(Collected data entries)
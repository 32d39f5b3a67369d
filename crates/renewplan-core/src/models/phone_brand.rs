use serde::{Deserialize, Serialize};
use thiserror::Error;

/// An entry in the supplementary phone brand list.
#[derive(Debug, Clone, PartialEq, Serialize, Deserialize)]
#[cfg_attr(feature = "ts", derive(ts_rs::TS), ts(export))]
pub struct PhoneBrand {
    #[serde(rename = "_id", default, skip_serializing_if = "Option::is_none")]
    pub id: Option<String>,
    pub name: String,
    pub percentage: f64,
}

/// Request body for creating or updating a phone brand.
#[derive(Debug, Clone, PartialEq, Serialize)]
pub struct PhoneBrandDraft {
    pub name: String,
    pub percentage: f64,
}

#[derive(Error, Debug, Clone, PartialEq)]
pub enum DraftError {
    #[error("Phone brand name must not be empty")]
    EmptyName,

    #[error("Percentage must be between 0 and 100, got {0}")]
    PercentageOutOfRange(f64),
}

impl PhoneBrandDraft {
    /// Build a draft, trimming the name and checking the percentage range.
    pub fn new(name: &str, percentage: f64) -> Result<Self, DraftError> {
        let name = name.trim();
        if name.is_empty() {
            return Err(DraftError::EmptyName);
        }
        if !(0.0..=100.0).contains(&percentage) {
            return Err(DraftError::PercentageOutOfRange(percentage));
        }
        Ok(Self {
            name: name.to_string(),
            percentage,
        })
    }
}

#[cfg(test)]
mod tests {
    use super::*;

    #[test]
    fn test_draft_trims_name() {
        let draft = PhoneBrandDraft::new("  Apple ", 40.0).expect("valid draft");
        assert_eq!(draft.name, "Apple");
    }

    #[test]
    fn test_draft_rejects_blank_name() {
        assert_eq!(PhoneBrandDraft::new("   ", 10.0), Err(DraftError::EmptyName));
    }

    #[test]
    fn test_draft_rejects_out_of_range() {
        assert_eq!(
            PhoneBrandDraft::new("Samsung", 101.0),
            Err(DraftError::PercentageOutOfRange(101.0))
        );
        assert!(PhoneBrandDraft::new("Samsung", -1.0).is_err());
        assert!(PhoneBrandDraft::new("Samsung", 100.0).is_ok());
        assert!(PhoneBrandDraft::new("Samsung", 0.0).is_ok());
    }

    #[test]
    fn test_parse_phone_brand() {
        let json = r#"{"_id":"65a1","name":"Google","percentage":12}"#;
        let brand: PhoneBrand = serde_json::from_str(json).expect("valid brand json");
        assert_eq!(brand.id.as_deref(), Some("65a1"));
        assert_eq!(brand.percentage, 12.0);
    }
}
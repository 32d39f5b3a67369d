//! Data models for the renewal plan hierarchy.
//!
//! This module contains the wire and domain types exchanged with the
//! recommendation API:
//!
//! - `CategoryItem`, `DetailItem`: B1 → B2 → B3 hierarchy entries with percentages
//! - `Level`: which hierarchy level a sibling set belongs to
//! - `PhoneBrand`, `PhoneBrandDraft`: the supplementary phone brand list
//! - `User`, `Role`, `AuthResponse`: login results
//! - `ImportResponse`: spreadsheet import summary

pub mod category;
pub mod phone_brand;
pub mod user;

pub use category::{CategoryItem, DetailItem, ImportResponse, Level};
pub use phone_brand::{DraftError, PhoneBrand, PhoneBrandDraft};
pub use user::{AuthResponse, Role, User};
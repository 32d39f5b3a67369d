use reqwest::StatusCode;
use thiserror::Error;

#[derive(Error, Debug)]
pub enum ApiError {
    #[error("Access denied: {0}")]
    AccessDenied(String),

    #[error("Unauthorized - session may be expired")]
    Unauthorized,

    #[error("Invalid username or password")]
    InvalidCredentials,

    #[error("Resource not found: {0}")]
    NotFound(String),

    #[error("Rate limited - please wait before retrying")]
    RateLimited,

    #[error("Server error ({status}): {body}")]
    ServerError { status: u16, body: String },

    #[error("Network error: {0}")]
    NetworkError(#[from] reqwest::Error),

    #[error("Invalid response: {0}")]
    InvalidResponse(String),

    #[error("Failed to decode response from {url}: {source}")]
    Decode {
        url: String,
        #[source]
        source: serde_json::Error,
    },
}

/// Maximum length for error response bodies in error messages
const MAX_ERROR_BODY_LENGTH: usize = 500;

impl ApiError {
    /// Truncate a response body to avoid logging excessive data
    fn truncate_body(body: &str) -> String {
        if body.len() <= MAX_ERROR_BODY_LENGTH {
            return body.to_string();
        }
        let mut end = MAX_ERROR_BODY_LENGTH;
        while !body.is_char_boundary(end) {
            end -= 1;
        }
        format!("{}... (truncated, {} total bytes)", &body[..end], body.len())
    }

    pub fn from_status(status: StatusCode, body: &str) -> Self {
        let truncated = Self::truncate_body(body);
        match status.as_u16() {
            401 => ApiError::Unauthorized,
            403 => ApiError::AccessDenied(truncated),
            404 => ApiError::NotFound(truncated),
            429 => ApiError::RateLimited,
            code @ 500..=599 => ApiError::ServerError {
                status: code,
                body: truncated,
            },
            _ => ApiError::InvalidResponse(format!("Status {}: {}", status, truncated)),
        }
    }

    /// HTTP status behind this error, when one was received.
    pub fn status(&self) -> Option<u16> {
        match self {
            ApiError::Unauthorized | ApiError::InvalidCredentials => Some(401),
            ApiError::AccessDenied(_) => Some(403),
            ApiError::NotFound(_) => Some(404),
            ApiError::RateLimited => Some(429),
            ApiError::ServerError { status, .. } => Some(*status),
            ApiError::NetworkError(e) => e.status().map(|s| s.as_u16()),
            _ => None,
        }
    }

    /// The session is no longer usable and the user must log in again.
    pub fn is_auth_failure(&self) -> bool {
        matches!(self, ApiError::Unauthorized | ApiError::AccessDenied(_))
    }

    /// Retrying the same request later may succeed.
    pub fn is_retryable(&self) -> bool {
        matches!(
            self,
            ApiError::NetworkError(_) | ApiError::RateLimited | ApiError::ServerError { .. }
        )
    }
}

#[cfg(test)]
mod tests {
    use super::*;

    #[test]
    fn test_from_status_mapping() {
        assert!(matches!(
            ApiError::from_status(StatusCode::UNAUTHORIZED, ""),
            ApiError::Unauthorized
        ));
        assert!(matches!(
            ApiError::from_status(StatusCode::FORBIDDEN, "nope"),
            ApiError::AccessDenied(ref b) if b == "nope"
        ));
        assert!(matches!(
            ApiError::from_status(StatusCode::BAD_GATEWAY, "upstream"),
            ApiError::ServerError { status: 502, .. }
        ));
        assert!(matches!(
            ApiError::from_status(StatusCode::BAD_REQUEST, "bad"),
            ApiError::InvalidResponse(_)
        ));
    }

    #[test]
    fn test_auth_failures() {
        assert!(ApiError::Unauthorized.is_auth_failure());
        assert!(ApiError::AccessDenied(String::new()).is_auth_failure());
        assert!(!ApiError::RateLimited.is_auth_failure());
        assert!(!ApiError::InvalidCredentials.is_auth_failure());
        assert_eq!(ApiError::InvalidCredentials.status(), Some(401));
        assert_eq!(ApiError::AccessDenied(String::new()).status(), Some(403));
    }

    #[test]
    fn test_retryable() {
        assert!(ApiError::RateLimited.is_retryable());
        assert!(ApiError::ServerError { status: 500, body: String::new() }.is_retryable());
        assert!(!ApiError::Unauthorized.is_retryable());
    }

    #[test]
    fn test_long_body_is_truncated() {
        let body = "x".repeat(800);
        match ApiError::from_status(StatusCode::NOT_FOUND, &body) {
            ApiError::NotFound(msg) => {
                assert!(msg.starts_with(&"x".repeat(500)));
                assert!(msg.contains("truncated, 800 total bytes"));
            }
            other => panic!("unexpected error: {:?}", other),
        }
    }
}
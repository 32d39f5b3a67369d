//! renewplan - admin command line for the renewal plan recommendation service.
//!
//! Browse the B1 → B2 → B3 hierarchy, override recommendation percentages
//! with automatic or manual balancing, manage phone brands and import
//! spreadsheets.

mod cli;
mod commands;
mod format;

use std::io;

use anyhow::Result;
use clap::Parser;
use tracing::info;
use tracing_subscriber::{fmt, prelude::*, EnvFilter};

use cli::Args;
use commands::Context;
use renewplan_core::Config;

/// Initialize the tracing subscriber for logging
fn init_tracing() {
    // Use RUST_LOG env var to control log level (e.g., RUST_LOG=debug)
    let filter = EnvFilter::try_from_default_env()
        .unwrap_or_else(|_| EnvFilter::new("warn"));

    tracing_subscriber::registry()
        .with(fmt::layer().with_writer(io::stderr))
        .with(filter)
        .init();
}

#[tokio::main]
async fn main() -> Result<()> {
    // Load .env file if present (silently ignore if not found)
    let _ = dotenvy::dotenv();

    init_tracing();
    let args = Args::parse();
    info!(command = ?args.command, "renewplan starting");

    let config = Config::load()?;
    let mut ctx = Context::new(config, args.api_url)?;
    commands::run(&mut ctx, args.command).await
}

EXERCISE AIM:
Return, exactly as they stand, the lines from the start of the records above through the line with "pub enum DraftError", both ends included, and no other lines.

SOLUTION FOR THIS EXERCISE:
repository 32d39f5b3a67369d
filename crates/renewplan-core/src/models/phone_brand.rs
use serde::{Deserialize, Serialize};
use thiserror::Error;

/// An entry in the supplementary phone brand list.
#[derive(Debug, Clone, PartialEq, Serialize, Deserialize)]
#[cfg_attr(feature = "ts", derive(ts_rs::TS), ts(export))]
pub struct PhoneBrand {
    #[serde(rename = "_id", default, skip_serializing_if = "Option::is_none")]
    pub id: Option<String>,
    pub name: String,
    pub percentage: f64,
}

/// Request body for creating or updating a phone brand.
#[derive(Debug, Clone, PartialEq, Serialize)]
pub struct PhoneBrandDraft {
    pub name: String,
    pub percentage: f64,
}

#[derive(Error, Debug, Clone, PartialEq)]
pub enum DraftError {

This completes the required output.